This Too Shall Pass: Dark Nights

September 27, 2020

At three o’clock Jesus cried out with a loud voice, “My God, my God, why have you forsaken me?” ~ Mark 15:34

Last Tuesday night, I went upstairs to sleep. Sleepless nights seem more common than restful nights lately. It is never one thing that wakes me up in the middle of the night. Sometimes it’s a contentious email. Sometimes it is a family matter. The complications surrounding sanctuary always seem to wake me up. I wake up over the possibilities of post-election violence erupting in our streets.  Will our country survive? The feeling is hard to describe when I lie awake at night in a stew. I think I feel like a ship without an anchor being tossed about the sea; I just cannot settle. I pray, “God give me your peace.” Unlike Jesus who calms the storm though, I continue to toss and turn, toss and turn, all night long. When the tempest comes in the middle of the night, the nights are long and dark.

Many of us have dark nights which can turn into dark seasons in our lives. Our dark nights or dark times can take on many shapes and forms. It can be a great sadness, a broken dream, internal or external conflict, or the death of a belief or idea. Quite often our faith crumbles during the dark night. Barbara Brown Taylor says regardless of how we describe our dark nights, they all have similar characteristics. Our souls, our faith, and everything we have known is severely tested and quite often shattered. “No one chooses the dark night; the dark night descends,” says Taylor.

The dark night always comes uninvited into our lives and it seems to leave when it is ready. Maybe like you, I have a bag of tricks that I try to make it leave. I pray a lot during the night; I am especially fond of the Lord’s Prayer and the Prayer of St. Francis of Assisi.  “Lord, make me an instrument of they peace; where there is hatred, let me sow love, where there is injury pardon…” The prayer keeps my mind off my fear and anxiety but the minute I stop, the dark night returns. Maybe this is why Paul said to pray without ceasing.

I also read many good books but if the night is particularly dark; I have a hard time concentrating enough to read. So usually I just sit or lay in the darkness and pray for the night to end. Taylor says, “For good or ill, no one can do the work for us while we are in this dark place. It has our name all over it, and the only way out is through.” That’s a bummer but it’s good to know that we do go through the dark night of the soul and we don’t have to set up permanent residence.

We love the imagery of Psalm 23. “The Lord makes me lie down in green pastures; he leads me beside still waters; he restores my soul.” These sacred words have brought peace and comfort to people through the ages. Then the Psalmist says, “Even though I walk through the darkest valley, I fear no evil.”

The dark nights can seem like an eternity but maybe faith is trusting that we do go through the dark valleys and the sun will come up tomorrow. Usually we think about the dark night of the soul as pertaining to one person at a time, but “there are certainly times when whole communities of people lose sight of the sun in ways that unnerve them,” writes Barbara Taylor.
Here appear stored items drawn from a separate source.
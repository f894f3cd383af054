//! SQLite key-value engine for the host application's state database.
//!
//! The host keeps a single `ItemTable` of string keys and textual values.
//! [`KvStore`] never holds the file open: every operation loads the whole
//! image into an in-memory connection on a [`tokio_rusqlite`] thread, works
//! on it there, and (for mutations) exports the full image back over the
//! file.

mod encode;
mod schema;
mod store;

pub mod error;

pub use encode::StoreValue;
pub use error::{Error, Result};
pub use store::KvStore;
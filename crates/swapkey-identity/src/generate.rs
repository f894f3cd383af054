//! Fresh device identifiers from the OS random source.

use rand_core::{OsRng, RngCore};
use sha2::{Digest, Sha256, Sha512};
use swapkey_core::identity::MachineIdentitySet;
use uuid::Uuid;

/// Generate a new identity set. Every call draws fresh randomness.
pub fn generate() -> MachineIdentitySet {
  MachineIdentitySet {
    machine_id:         hex::encode(Sha256::digest(random_bytes::<32>())),
    mac_machine_id:     hex::encode(Sha512::digest(random_bytes::<64>())),
    sqm_id:             format!("{{{}}}", Uuid::new_v4().hyphenated().to_string().to_uppercase()),
    dev_device_id:      Uuid::new_v4().to_string(),
    service_machine_id: Uuid::new_v4().to_string(),
  }
}

fn random_bytes<const N: usize>() -> [u8; N] {
  let mut buf = [0u8; N];
  OsRng.fill_bytes(&mut buf);
  buf
}

#[cfg(test)]
mod tests {
  use super::*;

  fn is_lower_hex(s: &str) -> bool {
    s.chars().all(|c| c.is_ascii_digit() || ('a'..='f').contains(&c))
  }

  #[test]
  fn digests_have_expected_shape() {
    let ids = generate();
    assert_eq!(ids.machine_id.len(), 64);
    assert_eq!(ids.mac_machine_id.len(), 128);
    assert!(is_lower_hex(&ids.machine_id));
    assert!(is_lower_hex(&ids.mac_machine_id));
  }

  #[test]
  fn sqm_id_is_braced_uppercase_uuid() {
    let ids = generate();
    let inner = ids
      .sqm_id
      .strip_prefix('{')
      .and_then(|s| s.strip_suffix('}'))
      .expect("braces");
    assert!(Uuid::parse_str(inner).is_ok());
    assert_eq!(inner, inner.to_uppercase());
    assert_eq!(inner.len(), 36);
  }

  #[test]
  fn plain_ids_are_uuids() {
    let ids = generate();
    assert!(Uuid::parse_str(&ids.dev_device_id).is_ok());
    assert!(Uuid::parse_str(&ids.service_machine_id).is_ok());
  }

  #[test]
  fn successive_calls_differ() {
    let a = generate();
    let b = generate();
    assert_ne!(a.machine_id, b.machine_id);
    assert_ne!(a.mac_machine_id, b.mac_machine_id);
    assert_ne!(a.sqm_id, b.sqm_id);
    assert_ne!(a.dev_device_id, b.dev_device_id);
  }
}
I wonder, usually in the middle of the night, “Are we, as a nation, collectively experiencing a dark night of the soul?” Over 200,000 people have died from the pandemic and the end does not seem in sight. Racial division seems greater than ever. Last week, Ro and I drove to Natural Bridges and on the way, we saw three houses flying the U.S. flag alongside the Confederate flag. It was deeply troubling. Our institutions, including the United Methodist Church, are under siege.

The night seems pretty dark, so what is the Good News?

Barbara Brown Taylor, Diana Butler Bass, Richard Rohr, and other theologians I respect all say the same thing in their own way. “The old ways of being are not working any more, not even for those who are old themselves. Something in the old ways of thinking and living is dying and yet at the same time something is being born,” writes Taylor.

Karen Armstrong says that we are living through a time of global transformation. Phyllis Tickle in reference to the Christian church says that “we are in the midst of a great rummage sale that the Christian church holds from time to time.” What stays and what goes? How do we do church?

In the dark night when the waves are crashing inside and outside of us, we may feel alone, abandoned, and even hopeless. We might say as Jesus did on the cross, “My God, my God, why have you forsaken me?” But as Father Richard Rohr says we can trust that divine love is holding us. For as people of faith “we know the end of the story from the beginning, that after death comes resurrection, after injustice comes liberation, and after wounding comes healing.” The sun bursts forth from the darkest night but “we can’t skip over the darkness,” writes Rohr.

May we trust that God works for good in all things.

Blessings and peace,
Craig

Note on darkness: Darkness has many nuances like everything. I fully agree with Barbara Taylor when she says that for some of us when the darkness descends, it means it is time to see a good doctor who can help right the mysterious chemistry in the brain. Let’s get professional help when we need it.